Lastly, tapping on the subject of group theory, the length of the repeating chains
$$ \modN{x^0}, \quad\modN{x^1}, \quad\modN{x^2}, ... $$
divides that number $(p-1)(q-1)$. So if you know the period of sequences of powers of $x \mod N$ then you can start to put together a guess for what $(p-1)(q-1)$ is. Moreover, If you know what $(p-1)(q-1)$ is, and what $pq$ is (that's N don't forget!), then you have 2 equations with 2 unknowns, which can be solved through elementary algebra to separate $p,q$.
Where do quantum computers come in? The period finding. There's an operation called a Fourier transform, which takes a function $g$ written as a sum of periodic functions $a_1 e_1 + a_2 e_2 ... $ where $a_i$ are numbers, $e_i$ are periodic functions with period $p_i$ and maps it to a new function $\hat{f}$ such that $ \hat{f}(p_i) = a_i$.
Computing the Fourier transform is usually introduced as an integral, but when you want to just apply it to an array of data (the Ith element of the array is $f(I)$) you can use this tool called a Discrete Fourier Transform which amounts to multiplying your "array" as if it were a vector, by a very big unitary matrix.
Emphasis on the word unitary: it's a really arbitrary property described here. But the key takeaway is the following:
In the world of physics, all operators obey the same general mathematical principle: unitarity.
So that means it's not unreasonable to replicate that DFT matrix operation as a quantum operator.

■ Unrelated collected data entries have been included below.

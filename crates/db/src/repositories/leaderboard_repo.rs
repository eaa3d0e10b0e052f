//! Repository for the `leaderboard` table.

use sqlx::PgExecutor;

use crate::models::leaderboard::{LeaderboardEntry, UpsertLeaderboardEntry};

/// Column list shared across queries to avoid repetition.
const COLUMNS: &str = "id, user_id, username, level, xp, currency_earned, rank, updated_at";

/// Provides read and upsert operations for the leaderboard snapshot.
pub struct LeaderboardRepo;

impl LeaderboardRepo {
    /// List the top `limit` entries by rank.
    pub async fn list(
        exec: impl PgExecutor<'_>,
        limit: i64,
    ) -> Result<Vec<LeaderboardEntry>, sqlx::Error> {
        let query = format!("SELECT {COLUMNS} FROM leaderboard ORDER BY rank ASC LIMIT $1");
        sqlx::query_as::<_, LeaderboardEntry>(&query)
            .bind(limit)
            .fetch_all(exec)
            .await
    }

    /// Insert or replace a user's snapshot row.
    pub async fn upsert(
        exec: impl PgExecutor<'_>,
        input: &UpsertLeaderboardEntry,
    ) -> Result<LeaderboardEntry, sqlx::Error> {
        let query = format!(
            "INSERT INTO leaderboard (user_id, username, level, xp, currency_earned, rank)
             VALUES ($1, $2, $3, $4, $5, $6)
             ON CONFLICT (user_id) DO UPDATE SET
                username = EXCLUDED.username,
                level = EXCLUDED.level,
                xp = EXCLUDED.xp,
                currency_earned = EXCLUDED.currency_earned,
                rank = EXCLUDED.rank,
                updated_at = NOW()
             RETURNING {COLUMNS}"
        );
        sqlx::query_as::<_, LeaderboardEntry>(&query)
            .bind(input.user_id)
            .bind(&input.username)
            .bind(input.level)
            .bind(input.xp)
            .bind(input.currency_earned)
            .bind(input.rank)
            .fetch_one(exec)
            .await
    }
}
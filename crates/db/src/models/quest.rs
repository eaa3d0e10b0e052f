//! Quest entity model and DTOs.

use fitquest_core::types::{DbId, Timestamp};
use rust_decimal::Decimal;
use serde::{Deserialize, Serialize};
use sqlx::FromRow;
use validator::Validate;

/// A quest row from the `quests` table.
///
/// `metric` is an explicit code (`steps`, `calories`, `distance_meters`)
/// that selects which fitness metric drives progress; see
/// [`fitquest_core::quest::MetricKind`].
#[derive(Debug, Clone, FromRow, Serialize)]
pub struct Quest {
    pub id: DbId,
    pub user_id: DbId,
    pub quest_type: String,
    pub name: String,
    pub description: String,
    pub metric: String,
    pub target_value: i32,
    pub current_value: i32,
    pub xp_reward: i32,
    pub currency_reward: Decimal,
    pub completed: bool,
    pub claimed: bool,
    pub expires_at: Option<Timestamp>,
    pub created_at: Timestamp,
}

/// DTO for creating a new quest.
#[derive(Debug, Clone, Deserialize, Validate)]
pub struct CreateQuest {
    pub user_id: DbId,
    pub quest_type: String,
    #[validate(length(min = 1))]
    pub name: String,
    pub description: String,
    pub metric: String,
    #[validate(range(min = 1))]
    pub target_value: i32,
    pub xp_reward: i32,
    pub currency_reward: Decimal,
    pub expires_at: Option<Timestamp>,
}

/// DTO for updating an existing quest. All fields are optional.
#[derive(Debug, Clone, Default, Deserialize)]
pub struct UpdateQuest {
    pub name: Option<String>,
    pub description: Option<String>,
    pub target_value: Option<i32>,
    pub current_value: Option<i32>,
    pub completed: Option<bool>,
    pub claimed: Option<bool>,
    pub expires_at: Option<Timestamp>,
}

Now here is where it gets deep an $n$ Qubit Array can represent $2^n$ possible array elements (consult anywhere online for an explanation of that or drop a comment).

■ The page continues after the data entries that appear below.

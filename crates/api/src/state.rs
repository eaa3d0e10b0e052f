use std::sync::Arc;

use crate::config::ServerConfig;

/// Shared application state available to all Axum handlers via `State<AppState>`.
///
/// This is cheaply cloneable (inner data is behind `Arc` or is already `Clone`).
#[derive(Clone)]
pub struct AppState {
    /// Database connection pool.
    pub pool: fitquest_db::DbPool,
    /// Server configuration.
    pub config: Arc<ServerConfig>,
}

And similarly an $n$ Qubit quantum operator can act on that entire $2^n$ quantum space, and produce an answer that we can interpret.
See this Wikipedia article for more detail.
If we can do this Fourier transform on an exponentially large data set, using only $n$ Qubits, then we can find the period very quickly.
If we can find the period very quickly we can rapidly assemble an estimate for $(p-1)(q-1)$
If we can do that fast then given our knowledge of $N=pq$ we can take a stab at checking $p,q$.
That's whats going on here, at a very high level.